Holman’s earliest work emerged in Vancouver’s Downtown Eastside and Chinatown — sites of cultural survival, grit, and radical community. Straight out of Emily Carr University, they joined the Vancouver Association for Non-commercial Culture (the NON), positioning themselves early in the artist-led salon and activist milieu.
By 2008, Holman directed Pride in Art and spearheaded the founding of Queer Arts Festival (QAF) — ranked among the world’s top queer arts festivals — and founded SUM Gallery, Canada’s sole 2SLGBTQ+ mandated art space. Their DTES salon, Studio Q, became notorious for mixing art, politics, erotics, performance, and care — in a salon environment where art wasn’t shown, it was enacted.
RACHEL KIYO IWAASA
Musician Biography:
“Keyboard virtuoso and avant-garde muse” (Georgia Straight), Rachel Kiyo Iwaasa is “among Canada’s foremost contemporary music pianists” (Paolo Pietropaolo, CBC Radio).
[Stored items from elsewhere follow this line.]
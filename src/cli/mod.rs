//! Command-line interface for reelscout.
//!
//! Provides commands for uploading a video, waiting for the highlights
//! artifact the service produces from it, and inspecting configuration.

use std::path::PathBuf;
use std::sync::atomic::{AtomicBool, AtomicU64, Ordering};
use std::sync::Arc;
use std::time::Duration;

use anyhow::{Context, Result};
use chrono::Utc;
use clap::{Parser, Subcommand};
use uuid::Uuid;

use crate::adapters::{
    upload_file, ProgressCallback, ServiceClient, TransferError, UploadProgress,
};
use crate::config::{self, ResolvedConfig};
use crate::core::{ArtifactResolver, PollOutcome, ResolutionDriver, ResolverSettings};
use crate::domain::{highlights, ResolvedArtifact, UploadDescriptor, RANDOM_ID_BYTES};
use crate::media::{self, MediaFormat};

/// reelscout - Upload videos and resolve their highlight artifacts
#[derive(Parser, Debug)]
#[command(name = "reelscout")]
#[command(author, version, about, long_about = None)]
pub struct Cli {
    #[command(subcommand)]
    pub command: Commands,
}

#[derive(Subcommand, Debug)]
pub enum Commands {
    /// Upload a video and wait for its highlights
    Upload {
        /// Path to the video file
        file: PathBuf,

        /// Service base URL (overrides config)
        #[arg(long, env = "REELSCOUT_BASE_URL")]
        base_url: Option<String>,

        /// Content type (derived from the file extension if not given)
        #[arg(long)]
        content_type: Option<String>,

        /// Upload only; skip waiting for the artifact
        #[arg(long)]
        no_wait: bool,

        /// Seconds between poll rounds (overrides config)
        #[arg(short, long)]
        interval: Option<u64>,

        /// Maximum poll rounds (overrides config)
        #[arg(short, long)]
        attempts: Option<u32>,

        /// Print the highlight content once resolved
        #[arg(long)]
        show: bool,
    },

    /// Wait for the highlights of an already-uploaded video
    Resolve {
        /// Source object key from a previous upload
        source_key: String,

        /// Service base URL (overrides config)
        #[arg(long, env = "REELSCOUT_BASE_URL")]
        base_url: Option<String>,

        /// Seconds between poll rounds (overrides config)
        #[arg(short, long)]
        interval: Option<u64>,

        /// Maximum poll rounds (overrides config)
        #[arg(short, long)]
        attempts: Option<u32>,

        /// Print the highlight content once resolved
        #[arg(long)]
        show: bool,
    },

    /// Show resolved configuration (debug)
    Config,
}

impl Cli {
    /// Execute the CLI command
    pub async fn execute(self) -> Result<()> {
        match self.command {
            Commands::Upload {
                file,
                base_url,
                content_type,
                no_wait,
                interval,
                attempts,
                show,
            } => upload_video(file, base_url, content_type, no_wait, interval, attempts, show).await,
            Commands::Resolve {
                source_key,
                base_url,
                interval,
                attempts,
                show,
            } => resolve_artifact(&source_key, base_url, interval, attempts, show).await,
            Commands::Config => show_config().await,
        }
    }
}

/// Build the service client from configuration
fn build_client(cfg: &ResolvedConfig, override_url: Option<String>) -> Result<ServiceClient> {
    let base_url = match override_url {
        Some(url) => url,
        None => cfg.require_base_url()?.to_string(),
    };
    let timeout = Duration::from_secs(cfg.service.request_timeout_seconds);
    Ok(ServiceClient::new(base_url, timeout)?)
}

/// Resolver settings from config, with CLI overrides applied
fn resolver_settings(cfg: &ResolvedConfig, attempts: Option<u32>) -> ResolverSettings {
    let mut settings = cfg.resolver_settings();
    if let Some(n) = attempts {
        settings.max_attempts = n;
    }
    settings
}

/// Upload a video, then hand off to resolution
async fn upload_video(
    file: PathBuf,
    base_url: Option<String>,
    content_type: Option<String>,
    no_wait: bool,
    interval: Option<u64>,
    attempts: Option<u32>,
    show: bool,
) -> Result<()> {
    let cfg = config::config()?;

    let file_name = file
        .file_name()
        .map(|n| n.to_string_lossy().to_string())
        .ok_or_else(|| anyhow::anyhow!("Not a file path: {}", file.display()))?;

    let content_type = match content_type {
        Some(ct) => ct,
        None => match MediaFormat::from_path(&file) {
            Some(format) => format.content_type().to_string(),
            None => anyhow::bail!(
                "Unrecognized file extension for {}. Supported: {} (or pass --content-type)",
                file.display(),
                media::supported_extensions()
            ),
        },
    };

    // Sanitize the name the same way the service keys it.
    let local = UploadDescriptor::generate(
        &cfg.keys.input_prefix,
        &file_name,
        Utc::now(),
        &Uuid::new_v4().as_bytes()[..RANDOM_ID_BYTES],
    );

    let client = build_client(cfg, base_url)?;

    eprintln!("📤 Requesting upload ticket for: {}", file_name);
    let ticket = client
        .request_upload_ticket(&local.sanitized_name, &content_type)
        .await?;

    // The service's key is authoritative; everything downstream
    // matches against it.
    let descriptor = UploadDescriptor::parse(&ticket.s3_key).with_context(|| {
        format!(
            "Service assigned an unrecognizable object key: {}",
            ticket.s3_key
        )
    })?;

    eprintln!("   Key:    {}", descriptor.source_key);
    eprintln!("   Bucket: {}", ticket.bucket);

    // Ctrl+C flips the flag; the progress callback aborts the body.
    let cancel = Arc::new(AtomicBool::new(false));
    let cancel_signal = cancel.clone();
    tokio::spawn(async move {
        tokio::signal::ctrl_c().await.ok();
        cancel_signal.store(true, Ordering::SeqCst);
    });

    let reported = Arc::new(AtomicU64::new(0));
    let progress: ProgressCallback = Arc::new(move |p: UploadProgress| {
        let decile = (p.percent() as u64 / 10) * 10;
        if decile > reported.fetch_max(decile, Ordering::Relaxed) {
            eprintln!("   ⬆️  {}% ({})", decile, format_size(p.bytes_sent));
        }
        !cancel.load(Ordering::SeqCst)
    });

    // No overall timeout on this client: a large body would outlive
    // any sensible request timeout.
    let put_client = reqwest::Client::new();
    let sent = match upload_file(
        &put_client,
        &ticket.presigned_url,
        &file,
        &content_type,
        cfg.limits.max_upload_bytes,
        Some(progress),
    )
    .await
    {
        Ok(sent) => sent,
        Err(TransferError::Cancelled) => {
            eprintln!();
            eprintln!("🛑 Upload cancelled");
            std::process::exit(1);
        }
        Err(e) => return Err(e.into()),
    };

    eprintln!("✅ Upload complete ({})", format_size(sent));

    if no_wait {
        println!("{}", descriptor.source_key);
        eprintln!();
        eprintln!(
            "Resolve later with: reelscout resolve {}",
            descriptor.source_key
        );
        return Ok(());
    }

    let settings = resolver_settings(cfg, attempts);
    let interval = Duration::from_secs(interval.unwrap_or(cfg.polling.interval_seconds));
    run_resolution(client, descriptor, settings, interval, show).await
}

/// Resolve the highlights for an existing upload
async fn resolve_artifact(
    source_key: &str,
    base_url: Option<String>,
    interval: Option<u64>,
    attempts: Option<u32>,
    show: bool,
) -> Result<()> {
    let cfg = config::config()?;

    let descriptor = UploadDescriptor::parse(source_key)
        .with_context(|| format!("Unrecognized source key: {}", source_key))?;

    let client = build_client(cfg, base_url)?;
    let settings = resolver_settings(cfg, attempts);
    let interval = Duration::from_secs(interval.unwrap_or(cfg.polling.interval_seconds));

    run_resolution(client, descriptor, settings, interval, show).await
}

/// Drive polling until the session settles, streaming progress
async fn run_resolution(
    client: ServiceClient,
    descriptor: UploadDescriptor,
    settings: ResolverSettings,
    interval: Duration,
    show: bool,
) -> Result<()> {
    let max_attempts = settings.max_attempts;
    let source_key = descriptor.source_key.clone();

    eprintln!();
    eprintln!("🔎 Waiting for highlights of: {}", source_key);
    eprintln!(
        "   Checking every {}s, up to {} attempt(s)",
        interval.as_secs(),
        max_attempts
    );
    eprintln!("   Press Ctrl+C to stop");
    eprintln!();

    let resolver = Arc::new(ArtifactResolver::new(client.clone(), descriptor, settings));
    let driver = ResolutionDriver::new(interval);
    let (mut updates, handle) = driver.start(resolver)?;

    // Set up Ctrl+C handler
    let (stop_tx, mut stop_rx) = tokio::sync::oneshot::channel::<()>();
    tokio::spawn(async move {
        tokio::signal::ctrl_c().await.ok();
        let _ = stop_tx.send(());
    });

    loop {
        tokio::select! {
            update = updates.recv() => {
                match update {
                    Some(PollOutcome::Pending { attempts_used, round_error }) => {
                        match round_error {
                            Some(err) => eprintln!(
                                "⚠️  Attempt {}/{}: listing failed: {}",
                                attempts_used, max_attempts, err
                            ),
                            None => eprintln!(
                                "⏳ Attempt {}/{}: not ready yet",
                                attempts_used, max_attempts
                            ),
                        }
                    }
                    Some(PollOutcome::Found(artifact)) => {
                        handle.join().await?;
                        report_found(&client, &artifact, show).await?;
                        return Ok(());
                    }
                    Some(PollOutcome::TimedOut) => {
                        handle.join().await?;
                        eprintln!();
                        eprintln!("⌛ No highlights after {} attempt(s)", max_attempts);
                        eprintln!("   The producer may still be working. Try again with:");
                        eprintln!("   reelscout resolve {}", source_key);
                        std::process::exit(1);
                    }
                    Some(PollOutcome::Skipped) => {}
                    None => return Ok(()),
                }
            }
            _ = &mut stop_rx => {
                eprintln!();
                eprintln!("🛑 Stopping resolution...");
                handle.stop().await?;
                eprintln!("   Resume later with: reelscout resolve {}", source_key);
                return Ok(());
            }
        }
    }
}

/// Print the resolved artifact, optionally fetching its content
async fn report_found(
    client: &ServiceClient,
    artifact: &ResolvedArtifact,
    show: bool,
) -> Result<()> {
    println!();
    println!("✅ Highlights ready!");
    println!("   Key: {}", artifact.key);
    if let Some(url) = &artifact.download_url {
        println!("   Download: {}", url);
    }

    if show {
        match &artifact.download_url {
            Some(url) => {
                eprintln!();
                eprintln!("📄 Fetching highlight content...");
                let raw = client.fetch_document(url).await?;
                println!();
                println!("{}", highlights::render_preview(&raw, 2000));
            }
            None => {
                eprintln!("⚠️  No download URL to fetch content from");
            }
        }
    }

    Ok(())
}

/// Show the resolved configuration (for debugging)
async fn show_config() -> Result<()> {
    let cfg = config::config()?;

    println!("╔═══════════════════════════════════════════════════════════════╗");
    println!("  Reelscout Configuration");
    println!("╚═══════════════════════════════════════════════════════════════╝");
    println!();
    println!(
        "Config file: {}",
        cfg.config_file
            .as_ref()
            .map(|p| p.display().to_string())
            .unwrap_or_else(|| "(none - using defaults)".to_string())
    );
    println!();
    println!("Service:");
    println!(
        "  Base URL:        {}",
        cfg.service.base_url.as_deref().unwrap_or("(not set)")
    );
    println!("  Request timeout: {}s", cfg.service.request_timeout_seconds);
    println!();
    println!("Object keys:");
    println!("  Input prefix:  {}", cfg.keys.input_prefix);
    println!("  Result prefix: {}", cfg.keys.result_prefix);
    println!("  Result suffix: {}", cfg.keys.result_suffix);
    println!();
    println!("Polling:");
    println!("  Interval:     {}s", cfg.polling.interval_seconds);
    println!("  Max attempts: {}", cfg.polling.max_attempts);
    println!("  Page size:    {}", cfg.polling.page_size);
    println!();
    println!("Limits:");
    println!("  Max upload size: {}", format_size(cfg.limits.max_upload_bytes));
    println!();
    println!("Supported formats: {}", media::supported_extensions());

    Ok(())
}

/// Format file size in human-readable form
fn format_size(bytes: u64) -> String {
    if bytes >= 1_073_741_824 {
        format!("{:.1} GB", bytes as f64 / 1_073_741_824.0)
    } else if bytes >= 1_048_576 {
        format!("{:.1} MB", bytes as f64 / 1_048_576.0)
    } else if bytes >= 1024 {
        format!("{:.1} KB", bytes as f64 / 1024.0)
    } else {
        format!("{} B", bytes)
    }
}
Rachel’s reputation for fearless performative risk has inspired many of Canada’s most notable composers to write for her, including Hildegard Westerkamp, Rodney Sharman, Jocelyn Morlock, Cris Derksen, Nicole Lizée, Farshid Samandari, Emily Doolittle, Jeffrey Ryan, Leslie Uyeda, and Jordan Nobles.
Rachel’s recordings, available from Redshift Records and earsay music, are frequently broadcast on CBC. Rachel’s album Known & Unknown: Solo Piano Works by Rodney Sharman was praised as “exceptional, gripping and timeless.” (Tom Haugen, Take Effect), and listed in the Top 10 Modern Composition Albums of 2024 by The Wire Magazine (UK).
Rachel’s art practice explodes expectations of what is possible at the piano, flowering most powerfully in liminal collisions between artistic genres. Her interdisciplinary adventures include work with visual artists SD Holman, Camille Georgeson-Usher, and Tanya Willard, film director Nettie Wild, playwright David Bloom, choreographers Jennifer Mascall, Idan Cohen and Tara Cheyenne Friedenberg, and multi-media provocateur Paul Wong.
With SD Holman, Rachel co-founded the Queer Arts Festival in Vancouver, acknowledged as one the top festivals of its kind in the world. Rachel teaches at the Vancouver Symphony Orchestra School of Music and lives in the sovereign unceded territories of the shíshálh and Squamish Nations.
Rachel’s roots in the Comox Valley go back to 1908, when her grandfather Tadao Iwaasa arrived in Cumberland from Hiroshima, Japan. She is currently working on a transdisciplinary project about madness, suicide and the wartime uprooting of Japanese-Canadians, through the lens of the Iwaasa family history, in collaboration with SD Holman, composer Keiko Devaux and dramaturg/director David Bloom. Portions of this work, 千代 Chiyo: a Thousand Generations, can be viewed at the Cumberland Museum through 2027.